## Data for this exercise
>>>>
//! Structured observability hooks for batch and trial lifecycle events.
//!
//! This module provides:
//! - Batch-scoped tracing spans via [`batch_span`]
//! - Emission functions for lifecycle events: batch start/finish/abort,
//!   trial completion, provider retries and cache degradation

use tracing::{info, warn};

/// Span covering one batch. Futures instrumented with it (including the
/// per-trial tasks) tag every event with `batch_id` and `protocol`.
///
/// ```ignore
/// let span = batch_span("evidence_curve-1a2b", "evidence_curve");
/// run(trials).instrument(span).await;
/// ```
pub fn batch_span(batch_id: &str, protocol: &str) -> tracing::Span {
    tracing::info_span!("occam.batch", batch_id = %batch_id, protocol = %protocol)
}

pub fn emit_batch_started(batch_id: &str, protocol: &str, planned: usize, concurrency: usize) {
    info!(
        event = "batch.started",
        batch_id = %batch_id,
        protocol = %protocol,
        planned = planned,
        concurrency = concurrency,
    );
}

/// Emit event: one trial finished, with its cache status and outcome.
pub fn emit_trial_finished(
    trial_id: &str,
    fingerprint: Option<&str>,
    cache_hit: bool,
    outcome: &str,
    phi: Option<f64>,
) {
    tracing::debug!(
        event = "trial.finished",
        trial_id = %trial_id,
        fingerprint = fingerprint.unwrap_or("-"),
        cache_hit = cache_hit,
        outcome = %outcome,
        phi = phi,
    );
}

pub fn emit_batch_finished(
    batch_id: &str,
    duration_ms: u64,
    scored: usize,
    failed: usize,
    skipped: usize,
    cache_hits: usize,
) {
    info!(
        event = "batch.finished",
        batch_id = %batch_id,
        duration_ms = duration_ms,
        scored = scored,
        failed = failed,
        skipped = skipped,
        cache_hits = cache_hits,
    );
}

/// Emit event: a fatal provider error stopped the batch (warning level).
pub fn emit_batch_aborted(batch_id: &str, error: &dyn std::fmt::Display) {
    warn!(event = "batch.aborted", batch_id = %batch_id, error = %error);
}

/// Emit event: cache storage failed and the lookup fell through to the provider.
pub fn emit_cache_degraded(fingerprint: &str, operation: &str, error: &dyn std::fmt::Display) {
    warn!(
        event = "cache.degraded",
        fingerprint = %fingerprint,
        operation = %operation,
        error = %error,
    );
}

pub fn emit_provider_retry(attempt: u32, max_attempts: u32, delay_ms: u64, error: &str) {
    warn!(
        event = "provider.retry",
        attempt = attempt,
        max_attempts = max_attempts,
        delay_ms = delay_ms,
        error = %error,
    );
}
<<<<
## Work to be completed
Your answer should consist of every record, printed exactly as given.

## Response box
//! Structured observability hooks for batch and trial lifecycle events.
//!
//! This module provides:
//! - Batch-scoped tracing spans via [`batch_span`]
//! - Emission functions for lifecycle events: batch start/finish/abort,
//!   trial completion, provider retries and cache degradation

use tracing::{info, warn};

/// Span covering one batch. Futures instrumented with it (including the
/// per-trial tasks) tag every event with `batch_id` and `protocol`.
///
/// ```ignore
/// let span = batch_span("evidence_curve-1a2b", "evidence_curve");
/// run(trials).instrument(span).await;
/// ```
pub fn batch_span(batch_id: &str, protocol: &str) -> tracing::Span {
    tracing::info_span!("occam.batch", batch_id = %batch_id, protocol = %protocol)
}

pub fn emit_batch_started(batch_id: &str, protocol: &str, planned: usize, concurrency: usize) {
    info!(
        event = "batch.started",
        batch_id = %batch_id,
        protocol = %protocol,
        planned = planned,
        concurrency = concurrency,
    );
}

/// Emit event: one trial finished, with its cache status and outcome.
pub fn emit_trial_finished(
    trial_id: &str,
    fingerprint: Option<&str>,
    cache_hit: bool,
    outcome: &str,
    phi: Option<f64>,
) {
    tracing::debug!(
        event = "trial.finished",
        trial_id = %trial_id,
        fingerprint = fingerprint.unwrap_or("-"),
        cache_hit = cache_hit,
        outcome = %outcome,
        phi = phi,
    );
}

pub fn emit_batch_finished(
    batch_id: &str,
    duration_ms: u64,
    scored: usize,
    failed: usize,
    skipped: usize,
    cache_hits: usize,
) {
    info!(
        event = "batch.finished",
        batch_id = %batch_id,
        duration_ms = duration_ms,
        scored = scored,
        failed = failed,
        skipped = skipped,
        cache_hits = cache_hits,
    );
}

/// Emit event: a fatal provider error stopped the batch (warning level).
pub fn emit_batch_aborted(batch_id: &str, error: &dyn std::fmt::Display) {
    warn!(event = "batch.aborted", batch_id = %batch_id, error = %error);
}

/// Emit event: cache storage failed and the lookup fell through to the provider.
pub fn emit_cache_degraded(fingerprint: &str, operation: &str, error: &dyn std::fmt::Display) {
    warn!(
        event = "cache.degraded",
        fingerprint = %fingerprint,
        operation = %operation,
        error = %error,
    );
}

pub fn emit_provider_retry(attempt: u32, max_attempts: u32, delay_ms: u64, error: &str) {
    warn!(
        event = "provider.retry",
        attempt = attempt,
        max_attempts = max_attempts,
        delay_ms = delay_ms,
        error = %error,
    );
}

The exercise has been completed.